TASK TO COMPLETE:
From the line that includes "self.tasks.lock().await.contains_key(task_id)" to the last line of the records, inclusive, repeat each line exactly.

Stored data entries
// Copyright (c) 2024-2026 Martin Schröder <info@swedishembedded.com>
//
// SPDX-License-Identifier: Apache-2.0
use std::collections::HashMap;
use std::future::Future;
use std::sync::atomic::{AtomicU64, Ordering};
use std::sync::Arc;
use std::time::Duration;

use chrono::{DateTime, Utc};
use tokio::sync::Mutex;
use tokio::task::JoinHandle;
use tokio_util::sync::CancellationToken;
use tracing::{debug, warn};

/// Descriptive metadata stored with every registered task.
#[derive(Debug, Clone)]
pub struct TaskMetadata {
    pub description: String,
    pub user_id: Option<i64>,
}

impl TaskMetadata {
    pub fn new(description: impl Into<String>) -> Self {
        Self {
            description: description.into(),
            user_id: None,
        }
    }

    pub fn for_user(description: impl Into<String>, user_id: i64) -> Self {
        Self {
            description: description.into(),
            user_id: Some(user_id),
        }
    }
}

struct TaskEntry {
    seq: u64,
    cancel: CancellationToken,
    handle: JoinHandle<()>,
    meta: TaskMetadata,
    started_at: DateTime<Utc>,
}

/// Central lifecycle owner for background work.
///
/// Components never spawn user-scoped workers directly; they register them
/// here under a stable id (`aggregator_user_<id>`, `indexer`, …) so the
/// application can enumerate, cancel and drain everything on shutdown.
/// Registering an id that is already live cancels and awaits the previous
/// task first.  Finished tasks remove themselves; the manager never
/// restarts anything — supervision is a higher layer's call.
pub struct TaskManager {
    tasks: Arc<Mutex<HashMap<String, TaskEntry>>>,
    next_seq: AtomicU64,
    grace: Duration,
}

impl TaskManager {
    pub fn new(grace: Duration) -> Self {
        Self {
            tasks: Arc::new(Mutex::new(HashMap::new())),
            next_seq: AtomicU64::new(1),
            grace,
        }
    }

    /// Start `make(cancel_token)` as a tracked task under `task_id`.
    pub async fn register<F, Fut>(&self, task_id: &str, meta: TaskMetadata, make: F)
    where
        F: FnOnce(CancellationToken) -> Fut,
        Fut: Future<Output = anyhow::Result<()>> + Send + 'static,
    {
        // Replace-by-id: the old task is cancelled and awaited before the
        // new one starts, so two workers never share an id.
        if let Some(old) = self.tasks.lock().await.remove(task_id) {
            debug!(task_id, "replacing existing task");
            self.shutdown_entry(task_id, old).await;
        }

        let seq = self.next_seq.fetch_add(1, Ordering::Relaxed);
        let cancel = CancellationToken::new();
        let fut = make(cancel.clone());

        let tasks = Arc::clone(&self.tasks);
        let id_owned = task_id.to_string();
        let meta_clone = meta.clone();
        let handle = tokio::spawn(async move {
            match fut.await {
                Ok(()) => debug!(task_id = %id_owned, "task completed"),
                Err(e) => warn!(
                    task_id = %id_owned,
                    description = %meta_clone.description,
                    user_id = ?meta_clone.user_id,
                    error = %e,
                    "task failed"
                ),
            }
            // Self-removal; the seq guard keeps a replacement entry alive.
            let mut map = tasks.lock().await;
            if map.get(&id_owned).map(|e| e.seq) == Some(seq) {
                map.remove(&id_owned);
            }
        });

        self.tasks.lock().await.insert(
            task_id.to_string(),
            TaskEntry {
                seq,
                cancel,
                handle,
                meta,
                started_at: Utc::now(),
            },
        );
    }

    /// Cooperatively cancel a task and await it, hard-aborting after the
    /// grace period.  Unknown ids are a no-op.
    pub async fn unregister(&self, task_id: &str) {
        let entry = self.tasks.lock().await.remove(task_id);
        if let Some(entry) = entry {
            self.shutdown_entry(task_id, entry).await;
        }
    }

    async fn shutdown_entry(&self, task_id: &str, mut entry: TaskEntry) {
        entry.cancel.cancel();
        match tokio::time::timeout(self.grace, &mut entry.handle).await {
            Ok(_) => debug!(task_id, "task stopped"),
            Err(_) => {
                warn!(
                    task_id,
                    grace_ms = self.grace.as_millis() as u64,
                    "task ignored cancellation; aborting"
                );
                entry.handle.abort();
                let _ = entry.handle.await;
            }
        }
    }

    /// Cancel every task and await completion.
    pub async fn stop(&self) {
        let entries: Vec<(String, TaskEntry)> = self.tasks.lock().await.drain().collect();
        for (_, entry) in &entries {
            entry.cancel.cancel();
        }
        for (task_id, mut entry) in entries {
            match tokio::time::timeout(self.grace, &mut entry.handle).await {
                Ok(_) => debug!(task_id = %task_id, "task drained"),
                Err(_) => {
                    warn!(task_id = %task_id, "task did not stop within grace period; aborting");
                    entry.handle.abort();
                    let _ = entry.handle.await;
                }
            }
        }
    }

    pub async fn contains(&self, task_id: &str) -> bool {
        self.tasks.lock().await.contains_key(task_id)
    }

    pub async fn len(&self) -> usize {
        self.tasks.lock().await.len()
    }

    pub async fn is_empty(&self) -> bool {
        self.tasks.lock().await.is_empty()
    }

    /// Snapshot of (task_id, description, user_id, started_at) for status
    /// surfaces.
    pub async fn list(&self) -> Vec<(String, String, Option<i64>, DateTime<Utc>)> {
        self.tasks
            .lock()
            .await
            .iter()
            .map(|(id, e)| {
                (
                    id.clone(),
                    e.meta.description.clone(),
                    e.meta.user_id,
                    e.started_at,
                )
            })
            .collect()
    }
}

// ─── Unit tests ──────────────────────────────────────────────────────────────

EXPECTED OUTPUT:
        self.tasks.lock().await.contains_key(task_id)
    }

    pub async fn len(&self) -> usize {
        self.tasks.lock().await.len()
    }

    pub async fn is_empty(&self) -> bool {
        self.tasks.lock().await.is_empty()
    }

    /// Snapshot of (task_id, description, user_id, started_at) for status
    /// surfaces.
    pub async fn list(&self) -> Vec<(String, String, Option<i64>, DateTime<Utc>)> {
        self.tasks
            .lock()
            .await
            .iter()
            .map(|(id, e)| {
                (
                    id.clone(),
                    e.meta.description.clone(),
                    e.meta.user_id,
                    e.started_at,
                )
            })
            .collect()
    }
}

// ─── Unit tests ──────────────────────────────────────────────────────────────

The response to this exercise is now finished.